Spark Key-Value 聚合类算子解析

最新推荐文章于 2024-08-16 10:10:49 发布

放赐~~

最新推荐文章于 2024-08-16 10:10:49 发布

阅读量2k

点赞数

文章标签： scala spark

本文链接：https://blog.csdn.net/qq_34117176/article/details/123906339

版权

Spark Key-Value 聚合类算子解析

1. combineByKey() 算子

Spark 所有聚合算子都是在 combineByKeyWithClassTag 的基础上实现的，combineByKey 是Spark的一个最通用的聚合算子。

def combineByKey[C](
    createCombiner: V => C,
    mergeValue: (C, V) => C,
    mergeCombiners: (C, C) => C): RDD[(K, C)] = self.withScope {
  // 这个方法是实际上最通用的聚合逻辑
  combineByKeyWithClassTag(createCombiner, mergeValue, mergeCombiners)(null)
}

参数 createCombiner，是算子的一个初始化函数，可以认为是一个初始化数据的方法。

参数 mergeValue，map 端的聚合函数。

参数 mergeCombiners，reduce 端的聚合函数。

val inputRDD: RDD[(Int, Char)] = sc.parallelize(Array((1, 'a'), (2, 'b'), (2, 'k'), (3, 'c'), (4, 'd'), (3, 'e'), (3, 'f'), (2, 'g'), (2, 'h')), 3)
val resultRDD: RDD[(Int, String)] = inputRDD.combineByKey(
      (x: Char) => if (x == 'c') {x + "0"} else {x + "1"}
      , (c: String, v: Char) => c + "+" + v
      , (c1: String, c2: String) => c1 + "_" + c2
      , 2
    )
resultRDD.mapPartitionsWithIndex((pid : Int, iter : Iterator[(Int, String)]) => {
      iter.map((value : (Int, String)) => s"PID: $pid, Value: $value")
    }).foreach(println)

PID: 0, Value: (4,d1)
PID: 0, Value: (2,b1+k_g1+h)
PID: 1, Value: (1,a1)
PID: 1, Value: (3,c0+e_f1)

combineBykey 逻辑处理流程

注意：createCombiner 只会对一个分区中的第一个相同的key赋值。

2. aggregateByKey() 算子

聚合程度上仅次于combineByKey的算子，同样既有有combine 端的聚合函数 seqOp,也有reduce 端的聚合函数 combOp, 与combineByKey的最大区别是，aggregateByKey的初始值是直接指定的（zeroValue），而 combineByKey 初始值是由初始化函数指定的，所以combineByKey要更加的灵活。

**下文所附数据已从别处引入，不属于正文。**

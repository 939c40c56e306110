//! Grading for diagram labelling.
//!
//! The teacher's `labels` map is a union per key: a bare string means plain
//! normalized equality, a structured record means the same variant and
//! word-order resolution as the structured-blank family. Aggregation is
//! identical partial credit.

use serde_json::Value;
use util::answer::{LabelMap, StudentLabelMap, TextValue};

use crate::error::GradeError;
use crate::matcher::answer_matches;
use crate::strategies::decode;
use crate::traits::strategy::AnswerStrategy;
use crate::types::{GradeResult, MappingScore};

pub struct DiagramLabelsStrategy;

fn label_matches(given: &str, expected: &TextValue, case_sensitive: bool) -> bool {
    match expected {
        TextValue::Plain(answer) => answer_matches(given, answer, &[], case_sensitive, true),
        TextValue::Structured(blank) => answer_matches(
            given,
            &blank.answer,
            &blank.accepted_variants,
            case_sensitive,
            blank.strict_word_order,
        ),
    }
}

impl AnswerStrategy for DiagramLabelsStrategy {
    fn grade(
        &self,
        student_answer: &Value,
        correct_answer: &Value,
        case_sensitive: bool,
    ) -> Result<GradeResult, GradeError> {
        let student: StudentLabelMap = decode(student_answer, "student answer")?;
        let correct: LabelMap = decode(correct_answer, "correct answer")?;

        let total = correct.labels.len();
        let matched = correct
            .labels
            .iter()
            .filter(|(key, expected)| {
                student
                    .labels
                    .get(*key)
                    .is_some_and(|given| label_matches(given, expected, case_sensitive))
            })
            .count();

        Ok(GradeResult::partial(MappingScore::from_counts(
            matched, total,
        )))
    }
}

#[cfg(test)]
mod tests {
    use super::*;
    use serde_json::json;

    #[test]
    fn test_union_of_plain_and_structured_values() {
        let correct = json!({
            "labels": {
                "A": "left ventricle",
                "B": { "answer": "aorta", "acceptedVariants": ["the aorta"] },
            }
        });
        let student = json!({ "labels": { "A": "Left  Ventricle", "B": "the aorta" } });
        let result = DiagramLabelsStrategy
            .grade(&student, &correct, false)
            .unwrap();
        assert!(result.is_correct);
        assert_eq!(result.score, 1.0);
    }

    #[test]
    fn test_plain_values_have_no_variants() {
        let correct = json!({ "labels": { "A": "aorta" } });
        let student = json!({ "labels": { "A": "the aorta" } });
        let result = DiagramLabelsStrategy
            .grade(&student, &correct, false)
            .unwrap();
        assert!(!result.is_correct);
        assert_eq!(result.score, 0.0);
    }

    #[test]
    fn test_partial_credit() {
        let correct = json!({ "labels": { "A": "x", "B": "y", "C": "z", "D": "w" } });
        let student = json!({ "labels": { "A": "x", "B": "nope", "C": "z" } });
        let result = DiagramLabelsStrategy
            .grade(&student, &correct, false)
            .unwrap();
        assert!(!result.is_correct);
        assert_eq!(result.score, 0.5);
    }

    #[test]
    fn test_case_sensitive_labels() {
        let correct = json!({ "labels": { "A": "Aorta" } });
        let student = json!({ "labels": { "A": "aorta" } });
        assert!(
            DiagramLabelsStrategy
                .grade(&student, &correct, false)
                .unwrap()
                .is_correct
        );
        assert!(
            !DiagramLabelsStrategy
                .grade(&student, &correct, true)
                .unwrap()
                .is_correct
        );
    }

    #[test]
    fn test_missing_labels_field_on_correct_side_is_an_error() {
        let err = DiagramLabelsStrategy
            .grade(&json!({ "labels": {} }), &json!({}), false)
            .unwrap_err();
        assert!(matches!(err, GradeError::MalformedPayload(_)));
    }
}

注意aggregateByKey 是可以进行柯里化的算子，但是没有必要实现。（zeroValue 参数在一个括号，另外两个函数则在另外的括号内）

def aggregateByKey[U: ClassTag](zeroValue: U, partitioner: Partitioner)(seqOp: (U, V) => U,
      combOp: (U, U) => U): RDD[(K, U)] = self.withScope {
    // Serialize the zero value to a byte array so that we can get a new clone of it on each key
    val zeroBuffer = SparkEnv.get.serializer.newInstance().serialize(zeroValue)
    val zeroArray = new Array[Byte](zeroBuffer.limit)
    zeroBuffer.get(zeroArray)

    lazy val cachedSerializer = SparkEnv.get.serializer.newInstance()
    val createZero = () => cachedSerializer.deserialize[U](ByteBuffer.wrap(zeroArray))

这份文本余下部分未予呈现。